Bei seinen Transportern geht Ford mit dem Angebot von Plug-in-Hybriden als Alternative zu klassischen Verbrenner- und reinen Elektrofahrzeugen einen recht eigenwilligen Weg. Schep betont, dass „Plug-in-Hybride für unsere Kunden als Alternative sehr wichtig sind“. Auch diese zahlten auf die langfristigen EU-Klimaziele ein und ermöglichten schon jetzt die Einbindung von E-Fahrzeugen in sonst schwer zu elektrifizierenden Anwendungsfällen. Auf die Frage, ob es sich um eine Übergangstechnologie handele, verweist Schep auf das von der EU beschlossene Verbrenner-Aus für 2035, wodurch PHEVs zwangsläufig auslaufen werden. Brennstoffzellenantriebe als weitere Alternative für Unternehmen mit großem Radius sieht der Ford-Pro-Geschäftführer für Europa im Transporterbereich übrigens nicht kommen – im Gegensatz zu Renault oder Mercedes, die H2-Varianten ihrer großen Lieferwagen planen.
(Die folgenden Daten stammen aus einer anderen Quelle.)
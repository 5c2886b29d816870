use rand::Rng;
use serde::{Deserialize, Serialize};
use std::fmt;

/// A cell position in the puzzle grid
#[derive(Debug, Clone, Copy, PartialEq, Eq, Hash, PartialOrd, Ord, Serialize, Deserialize)]
pub struct Position {
    pub row: usize,
    pub col: usize,
}

impl Position {
    pub fn new(row: usize, col: usize) -> Self {
        Self { row, col }
    }

    /// Convert signed coordinates, rejecting anything outside a `size`x`size` grid
    pub fn checked(row: isize, col: isize, size: usize) -> Option<Self> {
        let row = usize::try_from(row).ok()?;
        let col = usize::try_from(col).ok()?;
        (row < size && col < size).then_some(Self { row, col })
    }
}

impl From<(usize, usize)> for Position {
    fn from((row, col): (usize, usize)) -> Self {
        Self::new(row, col)
    }
}

/// The letter matrix shown to the player.
///
/// Every cell always holds an uppercase ASCII letter: cells start as random
/// filler and are overwritten by placed words.
#[derive(Debug, Clone, PartialEq, Eq, Serialize, Deserialize)]
pub struct LetterGrid {
    size: usize,
    cells: Vec<char>,
}

impl LetterGrid {
    /// Fill a `size`x`size` grid with uniformly random letters A-Z
    pub fn random<R: Rng + ?Sized>(size: usize, rng: &mut R) -> Self {
        let cells = (0..size * size)
            .map(|_| char::from(b'A' + rng.gen_range(0..26u8)))
            .collect();
        Self { size, cells }
    }

    pub fn size(&self) -> usize {
        self.size
    }

    pub fn get(&self, pos: Position) -> char {
        self.cells[pos.row * self.size + pos.col]
    }

    pub(crate) fn set(&mut self, pos: Position, letter: char) {
        self.cells[pos.row * self.size + pos.col] = letter;
    }

    /// Iterate rows as slices of letters
    pub fn rows(&self) -> impl Iterator<Item = &[char]> {
        self.cells.chunks(self.size.max(1))
    }

    /// Each row as a string, top to bottom
    pub fn row_strings(&self) -> Vec<String> {
        self.rows().map(|row| row.iter().collect()).collect()
    }

    /// Read the letters along a path
    pub fn read(&self, path: &[Position]) -> String {
        path.iter().map(|&pos| self.get(pos)).collect()
    }
}

impl fmt::Display for LetterGrid {
    fn fmt(&self, f: &mut fmt::Formatter<'_>) -> fmt::Result {
        for row in self.rows() {
            let line: Vec<String> = row.iter().map(|c| c.to_string()).collect();
            writeln!(f, "{}", line.join(" "))?;
        }
        Ok(())
    }
}

/// Tracks which cells are occupied by placed words.
///
/// Kept apart from [`LetterGrid`] because the grid's random filler letters
/// must not count as occupancy.
#[derive(Debug, Clone, PartialEq, Eq, Serialize, Deserialize)]
pub struct Overlay {
    size: usize,
    cells: Vec<Option<char>>,
}

impl Overlay {
    pub fn empty(size: usize) -> Self {
        Self {
            size,
            cells: vec![None; size * size],
        }
    }

    pub fn size(&self) -> usize {
        self.size
    }

    pub fn get(&self, pos: Position) -> Option<char> {
        self.cells[pos.row * self.size + pos.col]
    }

    pub(crate) fn set(&mut self, pos: Position, letter: char) {
        self.cells[pos.row * self.size + pos.col] = Some(letter);
    }

    /// All occupied cells holding `letter`, in row-major order
    pub fn positions_of(&self, letter: char) -> Vec<Position> {
        self.cells
            .iter()
            .enumerate()
            .filter(|(_, cell)| **cell == Some(letter))
            .map(|(idx, _)| Position::new(idx / self.size, idx % self.size))
            .collect()
    }

    /// Number of occupied cells
    pub fn occupied_count(&self) -> usize {
        self.cells.iter().filter(|c| c.is_some()).count()
    }

    pub fn rows(&self) -> impl Iterator<Item = &[Option<char>]> {
        self.cells.chunks(self.size.max(1))
    }
}

impl fmt::Display for Overlay {
    fn fmt(&self, f: &mut fmt::Formatter<'_>) -> fmt::Result {
        for row in self.rows() {
            let line: Vec<String> = row
                .iter()
                .map(|c| c.map_or_else(|| ".".to_string(), |c| c.to_string()))
                .collect();
            writeln!(f, "{}", line.join(" "))?;
        }
        Ok(())
    }
}
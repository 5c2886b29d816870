//! Word search puzzle engine.
//!
//! Draws words from a [`WordSource`], hides them in a square letter grid along
//! the eight compass directions, and records where each one landed so a
//! front end can check a player's selection with [`Game::check_selection`].
//!
//! ```
//! use wordsearch_core::{Game, Generator, GeneratorConfig, WordSource};
//!
//! let source = WordSource::from_words(12, ["otter", "badger", "lynx", "moose"]);
//! let mut generator = Generator::with_seed(GeneratorConfig::with_size(12), 7);
//! let puzzle = generator.generate(&source).unwrap();
//!
//! let mut game = Game::new(puzzle.clone());
//! let first = &puzzle.placements()[0];
//! assert_eq!(game.check_selection(&first.cells), Some(first.word.as_str()));
//! ```

mod direction;
pub mod error;
mod game;
mod generator;
mod grid;
mod puzzle;
mod word_source;

pub use direction::Direction;
pub use error::{Result, WordSearchError};
pub use game::Game;
pub use generator::{
    target_word_count, Generator, GeneratorConfig, MAX_PLAYABLE_SIZE, MIN_PLAYABLE_SIZE,
};
pub use grid::{LetterGrid, Overlay, Position};
pub use puzzle::{Placement, Puzzle};
pub use word_source::WordSource;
Ford baut VW-Ableger des E-Transit Custom

Dieselbe Strategie (Elektro und Plug-in-Hybrid ja, Wasserstoff nein) wendet Ford übrigens auf den kleineren Ford Transit Custom an. Die Elektroversion ist seit Januar bestellbar und soll ab Sommer bei Ford Otosan im Werk Yeniköy ebenfalls in einem flexiblen Antriebsmix auf einem Band gebaut und ab dem vierten Quartal ausgeliefert werden. Bemerkenswert dabei: In Yeniköy laufen die Vorbereitungen, auch einen VW-Ableger des Ein-Tonners zu bauen.

Bekannt ist schon länger, dass Volkswagen Nutzfahrzeuge 2024 die nächste Generation seines Transporters auf den Markt bringen wird – auf Basis einer mit Ford geteilten Plattform und unter anderem auch rein elektrisch. Damit geht einher, dass der neue VW Transporter nicht mehr in Hannover, sondern in der Türkei gebaut wird. Die Kooperation von VW (Nutzfahrzeuge) und Ford geht noch auf die Zeit der früheren Konzern-CEOs Herbert Diess bei VW und Jim Hackett bei Ford zurück. Damals wurde nicht nur die MEB-Kooperation für den Ford Explorer und ein weiteres Ford-Modell aus Köln mit MEB-Technik der Wolfsburger geschlossen, sondern auch eine Zusammenarbeit der Sparten für leichte Nutzfahrzeuge sondiert. Im Ergebnis übernimmt der Pickup VW Amarok die Technik vom Ford Ranger (inklusive Plug-in-Hybrid) und der VW Transporter rückt eben enger an den Ford E-Transit Custom heran.